## [Task objective]
Your answer is to be every line of the material that includes the string "resolution".

━━━━━━━━

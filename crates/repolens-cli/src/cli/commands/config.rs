//! Config command handlers.

use anyhow::{Context, Result};
use repolens_core::config;

use super::keys::parse_provider;

pub fn path() {
    println!("{}", config::paths::config_path().display());
}

pub fn init() -> Result<()> {
    let config_path = config::paths::config_path();
    config::Config::init(&config_path)
        .with_context(|| format!("init config at {}", config_path.display()))?;
    println!("Created config at {}", config_path.display());
    Ok(())
}

pub fn set_provider(provider: &str) -> Result<()> {
    let kind = parse_provider(provider)?;
    config::Config::save_default_provider(kind).context("save default provider")?;
    println!("Default provider set to {}", kind.id());
    Ok(())
}
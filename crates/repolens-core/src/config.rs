//! Configuration loaded from `$REPOLENS_HOME/config.toml`.

use std::fs;
use std::path::{Path, PathBuf};

use anyhow::{Context, Result};
use serde::{Deserialize, Serialize};

use crate::providers::ProviderKind;

/// Returns the default config template with comments.
///
/// Embedded from default_config.toml at compile time.
fn default_config_template() -> &'static str {
    include_str!("../default_config.toml")
}

/// Merges user config values into the default template.
///
/// New comments and sections from the template stay present while the
/// user's values win.
fn merge_with_template(user_config: &str) -> Result<String> {
    use toml_edit::DocumentMut;

    let mut doc: DocumentMut = default_config_template()
        .parse()
        .context("Failed to parse default config template")?;
    let user_doc: DocumentMut = user_config.parse().context("Failed to parse user config")?;

    merge_items(doc.as_table_mut(), user_doc.as_table());

    Ok(doc.to_string())
}

/// Recursively merges items from source table into target table.
fn merge_items(target: &mut toml_edit::Table, source: &toml_edit::Table) {
    use toml_edit::Item;

    for (key, value) in source {
        match value {
            Item::Value(v) => {
                target[key] = Item::Value(v.clone());
            }
            Item::Table(src_table) => {
                if let Some(Item::Table(target_table)) = target.get_mut(key) {
                    merge_items(target_table, src_table);
                } else {
                    target[key] = Item::Table(src_table.clone());
                }
            }
            Item::ArrayOfTables(src_arr) => {
                target[key] = Item::ArrayOfTables(src_arr.clone());
            }
            Item::None => {}
        }
    }
}

pub mod paths {
    //! Path resolution for repolens configuration and data directories.
    //!
    //! REPOLENS_HOME resolution order:
    //! 1. REPOLENS_HOME environment variable (if set)
    //! 2. ~/.config/repolens
    //! 3. ./.repolens when no home directory can be determined

    use std::path::PathBuf;

    pub fn repolens_home() -> PathBuf {
        if let Ok(home) = std::env::var("REPOLENS_HOME")
            && !home.trim().is_empty()
        {
            return PathBuf::from(home);
        }

        dirs::home_dir().map_or_else(
            || PathBuf::from(".repolens"),
            |h| h.join(".config").join("repolens"),
        )
    }

    pub fn config_path() -> PathBuf {
        repolens_home().join("config.toml")
    }

    /// Default sandbox root when config does not set one.
    pub fn default_sandbox_root() -> PathBuf {
        repolens_home().join("sandbox")
    }

    pub fn logs_dir() -> PathBuf {
        repolens_home().join("logs")
    }
}

/// Main configuration structure.
#[derive(Debug, Clone, Serialize, Deserialize)]
#[serde(default)]
pub struct Config {
    /// Default provider id ("anthropic" or "openai")
    pub provider: String,

    /// Maximum tokens for responses
    pub max_tokens: u32,

    /// Root directory for sandbox namespaces
    pub sandbox_root: Option<String>,

    /// Optional extra instructions for the system prompt
    pub system_prompt: Option<String>,

    #[serde(default)]
    pub providers: ProvidersConfig,
}

impl Config {
    const DEFAULT_PROVIDER: &str = "anthropic";
    const DEFAULT_MAX_TOKENS: u32 = 8192;

    /// Loads configuration from the default config path.
    ///
    /// # Errors
    /// Returns an error if the file exists but cannot be read or parsed.
    pub fn load() -> Result<Self> {
        Self::load_from(&paths::config_path())
    }

    /// Loads configuration from a specific path.
    /// Returns defaults if the file doesn't exist.
    ///
    /// # Errors
    /// Returns an error if the file exists but cannot be read or parsed.
    pub fn load_from(path: &Path) -> Result<Self> {
        if path.exists() {
            let contents = fs::read_to_string(path)
                .with_context(|| format!("Failed to read config from {}", path.display()))?;
            toml::from_str(&contents)
                .with_context(|| format!("Failed to parse config from {}", path.display()))
        } else {
            Ok(Config::default())
        }
    }

    /// Resolved provider kind. Unknown ids fall back to Anthropic.
    pub fn provider_kind(&self) -> ProviderKind {
        ProviderKind::from_id(&self.provider).unwrap_or(ProviderKind::Anthropic)
    }

    /// Sandbox root: configured value, or `$REPOLENS_HOME/sandbox`.
    pub fn sandbox_root(&self) -> PathBuf {
        self.sandbox_root
            .as_deref()
            .map(str::trim)
            .filter(|s| !s.is_empty())
            .map_or_else(paths::default_sandbox_root, PathBuf::from)
    }

    pub fn effective_system_prompt(&self) -> Option<&str> {
        self.system_prompt
            .as_deref()
            .map(str::trim)
            .filter(|s| !s.is_empty())
    }

    /// Saves only the provider field to the default config file.
    ///
    /// # Errors
    /// Returns an error if the file cannot be read, parsed or written.
    pub fn save_default_provider(kind: ProviderKind) -> Result<()> {
        Self::save_default_provider_to(&paths::config_path(), kind)
    }

    /// Saves only the provider field to a specific config file path.
    ///
    /// Creates the file from the template if it doesn't exist; otherwise
    /// merges the user's values into the latest template first.
    ///
    /// # Errors
    /// Returns an error if the file cannot be read, parsed or written.
    pub fn save_default_provider_to(path: &Path, kind: ProviderKind) -> Result<()> {
        use toml_edit::{DocumentMut, value};

        let contents = if path.exists() {
            let user_config = fs::read_to_string(path)
                .with_context(|| format!("Failed to read config from {}", path.display()))?;
            merge_with_template(&user_config)?
        } else {
            default_config_template().to_string()
        };

        let mut doc: DocumentMut = contents
            .parse()
            .with_context(|| format!("Failed to parse config from {}", path.display()))?;
        doc["provider"] = value(kind.id());

        Self::write_config(path, &doc.to_string())
    }

    /// Creates a default config file at the given path.
    ///
    /// # Errors
    /// Returns an error if the file already exists or cannot be written.
    pub fn init(path: &Path) -> Result<()> {
        if path.exists() {
            anyhow::bail!("Config file already exists at {}", path.display());
        }

        Self::write_config(path, default_config_template())
    }

    /// Writes config content atomically (temp file + rename), creating
    /// parent directories as needed.
    fn write_config(path: &Path, content: &str) -> Result<()> {
        if let Some(parent) = path.parent() {
            fs::create_dir_all(parent)
                .with_context(|| format!("Failed to create directory {}", parent.display()))?;
        }

        let tmp_path = path.with_extension("toml.tmp");
        fs::write(&tmp_path, content)
            .with_context(|| format!("Failed to write config to {}", tmp_path.display()))?;
        fs::rename(&tmp_path, path).with_context(|| {
            format!(
                "Failed to rename {} to {}",
                tmp_path.display(),
                path.display()
            )
        })?;

        Ok(())
    }
}

impl Default for Config {
    fn default() -> Self {
        Self {
            provider: Self::DEFAULT_PROVIDER.to_string(),
            max_tokens: Self::DEFAULT_MAX_TOKENS,
            sandbox_root: None,
            system_prompt: None,
            providers: ProvidersConfig::default(),
        }
    }
}

/// Provider-specific configuration.
#[derive(Debug, Clone, Serialize, Deserialize, Default)]
#[serde(default)]
pub struct ProvidersConfig {
    pub anthropic: ProviderConfig,
    pub openai: ProviderConfig,
}

impl ProvidersConfig {
    pub fn get(&self, kind: ProviderKind) -> &ProviderConfig {
        match kind {
            ProviderKind::Anthropic => &self.anthropic,
            ProviderKind::OpenAI => &self.openai,
        }
    }
}

/// Provider configuration entry.
#[derive(Debug, Clone, Serialize, Deserialize, Default)]
#[serde(default)]
pub struct ProviderConfig {
    /// Optional API key (wins over the key store and environment).
    pub api_key: Option<String>,
    /// Optional API base URL (for proxies).
    pub base_url: Option<String>,
    /// Model id; the provider default is used when unset.
    pub model: Option<String>,
}

fn non_empty(value: Option<&String>) -> Option<&str> {
    value.map(|s| s.trim()).filter(|s| !s.is_empty())
}

impl ProviderConfig {
    pub fn effective_api_key(&self) -> Option<&str> {
        non_empty(self.api_key.as_ref())
    }

    pub fn effective_base_url(&self) -> Option<&str> {
        non_empty(self.base_url.as_ref())
    }

    pub fn effective_model(&self) -> Option<&str> {
        non_empty(self.model.as_ref())
    }
}

#[cfg(test)]
mod tests {
    use std::fs;

    use tempfile::tempdir;

    use super::*;

    #[test]
    fn test_load_missing_file_returns_defaults() {
        let dir = tempdir().unwrap();
        let config = Config::load_from(&dir.path().join("nonexistent.toml")).unwrap();

        assert_eq!(config.provider, "anthropic");
        assert_eq!(config.max_tokens, 8192);
        assert_eq!(config.provider_kind(), ProviderKind::Anthropic);
    }

    #[test]
    fn test_default_template_parses_to_defaults() {
        let config: Config = toml::from_str(default_config_template()).unwrap();
        assert_eq!(config.provider, Config::default().provider);
        assert_eq!(config.max_tokens, Config::default().max_tokens);
        assert!(config.sandbox_root.is_none());
    }

    #[test]
    fn test_load_partial_config_merges_defaults() {
        let dir = tempdir().unwrap();
        let config_path = dir.path().join("config.toml");
        fs::write(
            &config_path,
            "provider = \"openai\"\n[providers.openai]\nmodel = \"gpt-4.1\"\n",
        )
        .unwrap();

        let config = Config::load_from(&config_path).unwrap();
        assert_eq!(config.provider_kind(), ProviderKind::OpenAI);
        assert_eq!(config.providers.openai.effective_model(), Some("gpt-4.1"));
        assert_eq!(config.max_tokens, 8192);
        assert_eq!(config.providers.anthropic.effective_model(), None);
    }

    #[test]
    fn test_init_creates_config_and_fails_if_exists() {
        let dir = tempdir().unwrap();
        let config_path = dir.path().join("subdir").join("config.toml");

        Config::init(&config_path).unwrap();
        let contents = fs::read_to_string(&config_path).unwrap();
        assert!(contents.contains("# repolens Configuration"));
        assert!(contents.contains("[providers.openai]"));

        assert!(Config::init(&config_path).is_err());
    }

    #[test]
    fn test_save_default_provider_preserves_user_values_and_comments() {
        let dir = tempdir().unwrap();
        let config_path = dir.path().join("config.toml");
        fs::write(&config_path, "max_tokens = 1024\n").unwrap();

        Config::save_default_provider_to(&config_path, ProviderKind::OpenAI).unwrap();

        let config = Config::load_from(&config_path).unwrap();
        assert_eq!(config.provider, "openai");
        assert_eq!(config.max_tokens, 1024);
        let contents = fs::read_to_string(&config_path).unwrap();
        assert!(contents.contains("# Maximum tokens"));
        assert!(!config_path.with_extension("toml.tmp").exists());
    }

    #[test]
    fn test_blank_values_are_treated_as_unset() {
        let config = Config {
            sandbox_root: Some("  ".to_string()),
            system_prompt: Some("\n".to_string()),
            providers: ProvidersConfig {
                anthropic: ProviderConfig {
                    base_url: Some("   ".to_string()),
                    ..Default::default()
                },
                ..Default::default()
            },
            ..Default::default()
        };
        assert_eq!(config.providers.anthropic.effective_base_url(), None);
        assert_eq!(config.effective_system_prompt(), None);
        assert!(config.sandbox_root().ends_with("sandbox"));
    }

    #[test]
    fn test_configured_sandbox_root_wins() {
        let config = Config {
            sandbox_root: Some("/tmp/rl-sandbox".to_string()),
            ..Default::default()
        };
        assert_eq!(config.sandbox_root(), PathBuf::from("/tmp/rl-sandbox"));
    }
}
//! Per-project sandbox storage: namespace layout, settings, context bundle
//! artifacts and the shared API key store.

pub mod bundle;
pub mod keys;
pub mod namespace;
pub mod settings;

use std::fs;
use std::path::Path;

pub use bundle::BundleStore;
pub use keys::ApiKeyStore;
pub use namespace::{MAX_ID_LEN, Namespace, SandboxKind, encode, namespace_id, normalize, resolve};
pub use settings::{ContextSettings, DynamicContextSetting, SettingsStore, SettingsUpdate};

use crate::error::{CoreError, CoreResult};

/// Writes `contents` to a sibling temp file, then renames it over `path`.
pub(crate) fn write_atomic(path: &Path, contents: &[u8]) -> CoreResult<()> {
    if let Some(parent) = path.parent() {
        fs::create_dir_all(parent).map_err(|e| CoreError::io(parent, e))?;
    }

    let file_name = path
        .file_name()
        .map(|n| n.to_string_lossy().into_owned())
        .unwrap_or_default();
    let tmp_path = path.with_file_name(format!(".{file_name}.{}.tmp", uuid::Uuid::new_v4()));

    fs::write(&tmp_path, contents).map_err(|e| CoreError::io(&tmp_path, e))?;
    if let Err(e) = fs::rename(&tmp_path, path) {
        let _ = fs::remove_file(&tmp_path);
        return Err(CoreError::io(path, e));
    }
    Ok(())
}

#[cfg(test)]
mod tests {
    use tempfile::tempdir;

    use super::*;

    #[test]
    fn test_write_atomic_replaces_and_leaves_no_temp_files() {
        let dir = tempdir().unwrap();
        let target = dir.path().join("nested").join("out.txt");

        write_atomic(&target, b"one").unwrap();
        write_atomic(&target, b"two").unwrap();

        assert_eq!(fs::read_to_string(&target).unwrap(), "two");
        let entries: Vec<_> = fs::read_dir(target.parent().unwrap())
            .unwrap()
            .map(|e| e.unwrap().file_name())
            .collect();
        assert_eq!(entries, vec![std::ffi::OsString::from("out.txt")]);
    }
}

━━━━━━━━

## [Answer section]
    //! Path resolution for repolens configuration and data directories.
    //! REPOLENS_HOME resolution order:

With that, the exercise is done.